Tamara Rojo is the Principal Ballerina for the English National Ballet. Her performance as Odette and Odile in the 2016 production of Swan Lake was so engaging and exciting that it’s hard to imagine anyone else more accomplished in the role.
She is also the Artistic Director of the ENB, in charge of repertoire and overall direction. Her contribution, both on the dance floor and in her creative direction, has been spectacular and immense. Rojo is a natural leader and an exceptionally brilliant performer. Refreshingly though, she maintains a degree of humility, and has said that when she is in training with fellow cast members, she is "just another dancer".

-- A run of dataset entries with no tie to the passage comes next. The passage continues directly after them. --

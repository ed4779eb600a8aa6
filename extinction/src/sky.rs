//! Galactic sky positions handed to dust-map backends

use crate::error::ConfigurationError;
use crate::units::{Angle, AngleExt, Length, LengthExt};

/// A point on the sky in galactic coordinates, optionally with a distance.
///
/// Longitude is normalized into [0°, 360°). Latitude must lie in [-90°, 90°].
/// Coordinates are kept exactly as given so backends see the caller's values;
/// the typed accessors convert on demand.
#[derive(Debug, Clone, Copy, PartialEq)]
pub struct SkyPosition {
    l_deg: f64,
    b_deg: f64,
    distance_kpc: Option<f64>,
}

impl SkyPosition {
    /// Build a position without distance.
    ///
    /// # Arguments
    /// * `l_deg` - Galactic longitude in degrees (any finite value, wrapped)
    /// * `b_deg` - Galactic latitude in degrees
    pub fn galactic(l_deg: f64, b_deg: f64) -> Result<Self, ConfigurationError> {
        if !l_deg.is_finite() || !b_deg.is_finite() || !(-90.0..=90.0).contains(&b_deg) {
            return Err(ConfigurationError::InvalidPosition { l_deg, b_deg });
        }

        Ok(Self {
            l_deg: l_deg.rem_euclid(360.0),
            b_deg,
            distance_kpc: None,
        })
    }

    /// Attach a line-of-sight distance in kiloparsecs.
    pub fn with_distance(mut self, distance_kpc: f64) -> Result<Self, ConfigurationError> {
        if !distance_kpc.is_finite() || distance_kpc < 0.0 {
            return Err(ConfigurationError::InvalidDistance { distance_kpc });
        }
        self.distance_kpc = Some(distance_kpc);
        Ok(self)
    }

    /// Galactic longitude in degrees, in [0, 360)
    pub fn l_deg(&self) -> f64 {
        self.l_deg
    }

    /// Galactic latitude in degrees
    pub fn b_deg(&self) -> f64 {
        self.b_deg
    }

    /// Distance in kiloparsecs, if one was attached
    pub fn distance_kpc(&self) -> Option<f64> {
        self.distance_kpc
    }

    pub fn longitude(&self) -> Angle {
        Angle::from_degrees(self.l_deg)
    }

    pub fn latitude(&self) -> Angle {
        Angle::from_degrees(self.b_deg)
    }

    pub fn distance(&self) -> Option<Length> {
        self.distance_kpc.map(Length::from_kiloparsecs)
    }
}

The ENB's Principal Ballerina and Artistic Director (photo © Johann Persson)
The dancer was born in Montreal to Spanish parents, brought up in Spain and moved to Britain in the late nineties. She is a shining example of the benefit of cultural and artistic exchange both within Europe and globally. In early 2016, Rojo became a CBE for her services to ballet. She is a commanding figure indeed in the world of Culture and the Arts.
Rojo began dancing in Britain in 1996 when she joined the Scottish National Ballet, where the magic of the lake called, and she starred for the first time as the Queen of the Swans. In 2000 she joined the Royal Ballet as a principal dancer and, once again, displayed her prowess as a swan in Tchaikovsky’s classic.
Tara Rojo, preparing for Swan Lake (photo via BBC4)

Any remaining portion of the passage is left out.